I will warn that this recipe is not for the rushed cook or someone who does not LOVE all the processes of canning.

Step 1:
I usually do this step either the night before or early in the morning. You will need some time between this Step 1 and Step 2 to allow the liquid to rest; however you would like to plan is up to you.

Skinned tomatoes getting ready to cook in Step 1

1/2 bushel of tomatoes (26.5 lbs)
These need to be blanched and skinned as per canning procedure. Or in my case I just take out the frozen tomatoes and run them under water to get the skin off.
Place skinned tomatoes in a large stockpot and cook down to a pulp- appox. 30 min.
Process the tomatoes through a food mill. (In this step I usually put half of the mixture through my great grandma's food mill and the other half I process seeds and all with an immersion blender.)
Put the liquid in the fridge and let water come to the surface. Skim water off the surface before Step 2.

Step 2:
3 dozen Paste or Roma tomatoes- blanched and skinned (or frozen tomatoes run under hot water till skin is removed)
4 hot peppers- I use jalapenos or Hungarian Hot Wax Peppers because I grow them- chopped
3 lbs white onions- chopped
2 heads garlic-chopped ( and Yes! it says heads)
Combine all ingredients in Step 2 with 1 pint of olive oil and cook for 30 minutes. Blend with immersion blender until smooth. This will leave you with a bright orange thickened (milkshake like) mixture.

At this point you will spoon the water off the top of the mixture from Step 1 and add the mixture from Step 2. You will need a huge stockpot to do this. I use a 21 qt canner.
To the mixture you will now add:
8 small cans of tomato paste
1/2 cup salt
1 1/2 cups sugar
1 Tbsp oregano
2 tsp basil
2 Tbsp parsley
(All the herbs in the original recipe are dried but I have added fresh since I have them. If you add fresh, make sure you add at least double all the measurements.)

Cook all together until thick. I like to see the sauce coat the pack of the spoon. Depending on your stove, pan, etc. this should take about an hour. Make sure you are stirring the mixture almost constantly. It is very easy to burn at this step. Make sure you are scrapping the bottom of the pot.

Finished sauce, hot sterilized jars and sterilized lids and rings

Sterilize jars, caps and rings. If you are not sure about the step of sterilization please refer to Ball Canning. Food safety is very important!

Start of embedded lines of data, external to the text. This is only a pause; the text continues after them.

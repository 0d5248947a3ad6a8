//! # Book Service
//!
//! Field rules, ISBN uniqueness, the write-time author reference check and
//! title search on top of [`BookRepository`].

use library_core::validation::{book_rules, messages, BookInput, Checked, Fields, RuleMode};
use library_core::{Book, CoreError, FieldErrorKind};
use tracing::{debug, info, warn};

use crate::error::{DbError, ServiceError, ServiceResult};
use crate::repository::author::AuthorRepository;
use crate::repository::book::BookRepository;
use crate::service::{field_failure, not_found_or_db};

const ENTITY: &str = "Book";

/// Book operations exposed to the HTTP layer.
#[derive(Debug, Clone)]
pub struct BookService {
    books: BookRepository,
    authors: AuthorRepository,
}

impl BookService {
    pub fn new(books: BookRepository, authors: AuthorRepository) -> Self {
        BookService { books, authors }
    }

    /// All live books, whether or not their author is still live.
    pub async fn list(&self) -> ServiceResult<Vec<Book>> {
        Ok(self.books.list_active().await?)
    }

    /// Validates `fields` against the create rules and inserts the book.
    ///
    /// ## Errors
    /// * `Validation` - a missing or malformed field, an ISBN held by any
    ///   book row, or an `author_id` that is not a live author
    pub async fn create(&self, fields: &Fields) -> ServiceResult<Book> {
        let mut checked = book_rules(RuleMode::Create, fields);
        self.storage_rules(&mut checked, None).await?;

        checked.errors.into_result()?;
        let new = checked
            .input
            .into_new()
            .ok_or_else(|| DbError::Internal("book input incomplete after validation".into()))?;

        let id = self.books.insert(&new).await.map_err(write_conflict)?;
        info!(id, isbn = %new.isbn, author_id = new.author_id, "Book created");

        self.fetch(id).await
    }

    /// Returns a live book.
    pub async fn get(&self, id: i64) -> ServiceResult<Book> {
        self.fetch(id).await
    }

    /// Applies the supplied fields to a live book.
    ///
    /// A body with no book fields changes nothing.
    pub async fn update(&self, id: i64, fields: &Fields) -> ServiceResult<Book> {
        let existing = self.fetch(id).await?;

        let mode = RuleMode::Update { id };
        let mut checked = book_rules(mode, fields);
        self.storage_rules(&mut checked, mode.ignore_id()).await?;

        checked.errors.into_result()?;
        let changes = checked.input.into_changes();

        if changes.is_empty() {
            return Ok(existing);
        }

        if let Err(e) = self.books.update(id, &changes).await {
            return Err(match e {
                e @ DbError::NotFound { .. } => not_found_or_db(e),
                e => write_conflict(e),
            });
        }
        info!(id, "Book updated");

        self.fetch(id).await
    }

    /// Soft-deletes a live book.
    pub async fn delete(&self, id: i64) -> ServiceResult<()> {
        self.books.soft_delete(id).await.map_err(not_found_or_db)?;
        info!(id, "Book deleted");
        Ok(())
    }

    /// Live books whose title contains `title`.
    ///
    /// ## Errors
    /// * `BadRequest` - `title` absent or blank
    /// * `NotFound` - nothing matched
    pub async fn search(&self, title: Option<&str>) -> ServiceResult<Vec<Book>> {
        let needle = title
            .map(str::trim)
            .filter(|t| !t.is_empty())
            .ok_or_else(|| CoreError::BadRequest("Title parameter is required".to_string()))?;

        let books = self.books.search_title(needle).await?;
        if books.is_empty() {
            debug!(needle = %needle, "Search matched nothing");
            return Err(CoreError::not_found(ENTITY, needle).into());
        }

        Ok(books)
    }

    /// Appends the rules that need the store: ISBN unique (ignoring
    /// `ignore_id`) and author live. Fields that already failed are skipped.
    async fn storage_rules(
        &self,
        checked: &mut Checked<BookInput>,
        ignore_id: Option<i64>,
    ) -> ServiceResult<()> {
        if let Some(isbn) = checked.input.isbn.as_deref() {
            if self.books.isbn_taken(isbn, ignore_id).await? {
                checked
                    .errors
                    .add("isbn", FieldErrorKind::NotUnique, messages::ISBN_TAKEN);
            }
        }

        if let Some(author_id) = checked.input.author_id {
            if !self.authors.exists_active(author_id).await? {
                checked.errors.add(
                    "author_id",
                    FieldErrorKind::NotFoundReference,
                    messages::AUTHOR_MISSING,
                );
            }
        }

        Ok(())
    }

    async fn fetch(&self, id: i64) -> ServiceResult<Book> {
        self.books
            .find_active(id)
            .await?
            .ok_or_else(|| CoreError::not_found(ENTITY, id).into())
    }
}

/// Failures raised by the write statement itself, after the pre-checks
/// passed: a concurrent ISBN insert, or the author deleted in between.
fn write_conflict(err: DbError) -> ServiceError {
    match err {
        e if e.is_unique_violation_on("books.isbn") => {
            warn!("ISBN uniqueness enforced by constraint");
            field_failure("isbn", FieldErrorKind::NotUnique, messages::ISBN_TAKEN)
        }
        DbError::ForeignKeyViolation { message } => {
            warn!(%message, "Author reference rejected at write time");
            field_failure(
                "author_id",
                FieldErrorKind::NotFoundReference,
                messages::AUTHOR_MISSING,
            )
        }
        e => e.into(),
    }
}

// =============================================================================
// Unit Tests
// =============================================================================

#[cfg(test)]
mod tests {
    use super::*;
    use crate::{Database, DbConfig};
    use library_core::ValidationErrors;
    use serde_json::{json, Value};

    fn fields(value: Value) -> Fields {
        value.as_object().cloned().unwrap()
    }

    fn book_body(title: &str, isbn: &str, author_id: i64) -> Fields {
        fields(json!({
            "title": title,
            "isbn": isbn,
            "published_date": "2002-08-26",
            "author_id": author_id
        }))
    }

    fn validation(err: ServiceError) -> ValidationErrors {
        match err {
            ServiceError::Domain(CoreError::Validation(errors)) => errors,
            other => panic!("expected validation error, got {other:?}"),
        }
    }

    async fn add_book(svc: &BookService, title: &str, isbn: &str, author_id: i64) -> Book {
        let body = book_body(title, isbn, author_id);
        svc.create(&body).await.unwrap()
    }

    async fn setup() -> (Database, i64) {
        let db = Database::new(DbConfig::in_memory()).await.unwrap();
        let author = db
            .author_service()
            .create(&fields(json!({ "name": "Ahmed Elragal", "email": "ahmed@gmail.com" })))
            .await
            .unwrap();
        (db, author.id)
    }

    #[tokio::test]
    async fn test_create_and_get() {
        let (db, author_id) = setup().await;
        let svc = db.book_service();

        let book = add_book(&svc, "Book 1", "332", author_id).await;

        assert_eq!(svc.get(book.id).await.unwrap(), book);
        assert_eq!(svc.list().await.unwrap().len(), 1);
    }

    #[tokio::test]
    async fn test_create_rejects_missing_or_deleted_author() {
        let (db, author_id) = setup().await;
        let svc = db.book_service();

        let errors = validation(
            svc.create(&book_body("Book 1", "332", 999))
                .await
                .unwrap_err(),
        );
        assert_eq!(
            errors.get("author_id").unwrap().kind,
            FieldErrorKind::NotFoundReference
        );

        db.author_service().delete(author_id).await.unwrap();
        let errors = validation(
            svc.create(&book_body("Book 1", "332", author_id))
                .await
                .unwrap_err(),
        );
        assert_eq!(
            errors.get("author_id").unwrap().message,
            messages::AUTHOR_MISSING
        );
        assert!(svc.list().await.unwrap().is_empty());
    }

    #[tokio::test]
    async fn test_create_collects_rule_and_storage_errors() {
        let (db, author_id) = setup().await;
        let svc = db.book_service();
        add_book(&svc, "Book 1", "332", author_id).await;

        let errors = validation(
            svc.create(&fields(json!({
                "title": "",
                "isbn": "332",
                "published_date": "2002-02-30",
                "author_id": 999
            })))
            .await
            .unwrap_err(),
        );

        assert_eq!(errors.len(), 4);
        assert_eq!(
            errors.get("title").unwrap().kind,
            FieldErrorKind::RequiredMissing
        );
        assert_eq!(errors.get("isbn").unwrap().kind, FieldErrorKind::NotUnique);
        assert_eq!(
            errors.get("published_date").unwrap().kind,
            FieldErrorKind::FormatInvalid
        );
        assert_eq!(
            errors.get("author_id").unwrap().kind,
            FieldErrorKind::NotFoundReference
        );
    }

    #[tokio::test]
    async fn test_update_partial_and_own_isbn() {
        let (db, author_id) = setup().await;
        let svc = db.book_service();
        let book = add_book(&svc, "Book 1", "332", author_id).await;

        let body = fields(json!({ "title": "Book One", "isbn": "332" }));
        let updated = svc.update(book.id, &body).await.unwrap();

        assert_eq!(updated.title, "Book One");
        assert_eq!(updated.isbn, "332");
        assert_eq!(updated.published_date, book.published_date);
        assert_eq!(updated.author_id, author_id);
    }

    #[tokio::test]
    async fn test_update_rejects_taken_isbn_and_deleted_author() {
        let (db, author_id) = setup().await;
        let svc = db.book_service();
        add_book(&svc, "Book 1", "332", author_id).await;
        let second = add_book(&svc, "Book 2", "268", author_id).await;

        let other = db
            .author_service()
            .create(&fields(json!({ "name": "Omar", "email": "omar@gmail.com" })))
            .await
            .unwrap();
        db.author_service().delete(other.id).await.unwrap();

        let errors = validation(
            svc.update(
                second.id,
                &fields(json!({ "isbn": "332", "author_id": other.id })),
            )
            .await
            .unwrap_err(),
        );

        assert_eq!(errors.get("isbn").unwrap().kind, FieldErrorKind::NotUnique);
        assert_eq!(
            errors.get("author_id").unwrap().kind,
            FieldErrorKind::NotFoundReference
        );
        assert_eq!(svc.get(second.id).await.unwrap(), second);
    }

    #[tokio::test]
    async fn test_empty_update_is_noop() {
        let (db, author_id) = setup().await;
        let svc = db.book_service();
        let book = add_book(&svc, "Book 1", "332", author_id).await;

        let same = svc
            .update(book.id, &fields(json!({ "unknown": true })))
            .await
            .unwrap();
        assert_eq!(same, book);
    }

    #[tokio::test]
    async fn test_books_survive_author_delete() {
        let (db, author_id) = setup().await;
        let svc = db.book_service();
        let book = add_book(&svc, "Book 1", "332", author_id).await;

        db.author_service().delete(author_id).await.unwrap();

        assert_eq!(svc.get(book.id).await.unwrap(), book);
        assert_eq!(svc.list().await.unwrap(), vec![book]);
    }

    #[tokio::test]
    async fn test_deleted_book_is_gone() {
        let (db, author_id) = setup().await;
        let svc = db.book_service();
        let book = add_book(&svc, "Book 1", "332", author_id).await;

        svc.delete(book.id).await.unwrap();

        assert!(svc.list().await.unwrap().is_empty());
        for err in [
            svc.get(book.id).await.unwrap_err(),
            svc.update(book.id, &fields(json!({ "title": "X" })))
                .await
                .unwrap_err(),
            svc.delete(book.id).await.unwrap_err(),
        ] {
            assert!(matches!(err.as_domain(), Some(CoreError::NotFound { .. })));
        }
    }

    #[tokio::test]
    async fn test_search() {
        let (db, author_id) = setup().await;
        let svc = db.book_service();
        for (i, isbn) in ["332", "268", "538", "324", "978"].iter().enumerate() {
            add_book(&svc, &format!("Book {}", i + 1), isbn, author_id).await;
        }

        assert_eq!(svc.search(Some("Book")).await.unwrap().len(), 5);
        assert_eq!(svc.search(Some("Book 3")).await.unwrap()[0].isbn, "538");

        let err = svc.search(Some("zzz")).await.unwrap_err();
        assert!(matches!(err.as_domain(), Some(CoreError::NotFound { .. })));

        for missing in [None, Some(""), Some("   ")] {
            let err = svc.search(missing).await.unwrap_err();
            assert!(matches!(err.as_domain(), Some(CoreError::BadRequest(_))));
        }
    }

    #[test]
    fn test_write_conflict_translation() {
        let errors = validation(write_conflict(DbError::duplicate("books.isbn", "332")));
        assert_eq!(errors.get("isbn").unwrap().message, messages::ISBN_TAKEN);

        let errors = validation(write_conflict(DbError::ForeignKeyViolation {
            message: "author 9 does not exist or is deleted".to_string(),
        }));
        assert_eq!(
            errors.get("author_id").unwrap().kind,
            FieldErrorKind::NotFoundReference
        );

        assert!(write_conflict(DbError::PoolExhausted).as_domain().is_none());
    }

    #[tokio::test(flavor = "multi_thread", worker_threads = 2)]
    async fn test_concurrent_same_isbn_one_wins() {
        let dir = tempfile::tempdir().unwrap();
        let config = DbConfig::new(dir.path().join("library.db")).max_connections(4);
        let db = Database::new(config).await.unwrap();
        let author = db
            .author_service()
            .create(&fields(json!({ "name": "Omar", "email": "omar@gmail.com" })))
            .await
            .unwrap();

        let spawn_create = |title: &'static str| {
            let svc = db.book_service();
            let body = book_body(title, "978", author.id);
            tokio::spawn(async move { svc.create(&body).await })
        };
        let a = spawn_create("Book A");
        let b = spawn_create("Book B");

        let results = [a.await.unwrap(), b.await.unwrap()];
        let wins = results.iter().filter(|r| r.is_ok()).count();
        assert_eq!(wins, 1);

        let loser = results.into_iter().find_map(Result::err).unwrap();
        let errors = validation(loser);
        assert_eq!(errors.get("isbn").unwrap().kind, FieldErrorKind::NotUnique);
        assert_eq!(db.books().count().await.unwrap(), 1);
    }
}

I typically fill quart jars so I have enough sauce for spaghetti, lasagna and other pasta dishes.  I also sometimes like to make a few jelly jars or pint jars. I use these smaller jars for pizza or my portabello mushroom caps. The typical yield is 12 quarts or 24 pints but can differ depending on the amount of water spooned off and how long you cook it down.

Ladling the hot sauce into a quart jar with a canning funnel

Now it is time to fill the jars. At this point, I like to have some sort of assembly line going on and it definitely make it easier if you have a helper. One person to fill jars and the other to place lids. This part gets kind of messy as well, so use old towels. Ladle sauce into desired jars, be sure rims of the jars are clean and top edges are wiped clean. Place lid on top of jar and then screw on ring. Place the jars on a towel on the counter. The lids will begin to pop as the sauce cools. You do not have to put the jars in a water bath. DO NOT store any sauce that the lid has not popped on. These are not sealed and therefore bacteria can get in and spoil the product.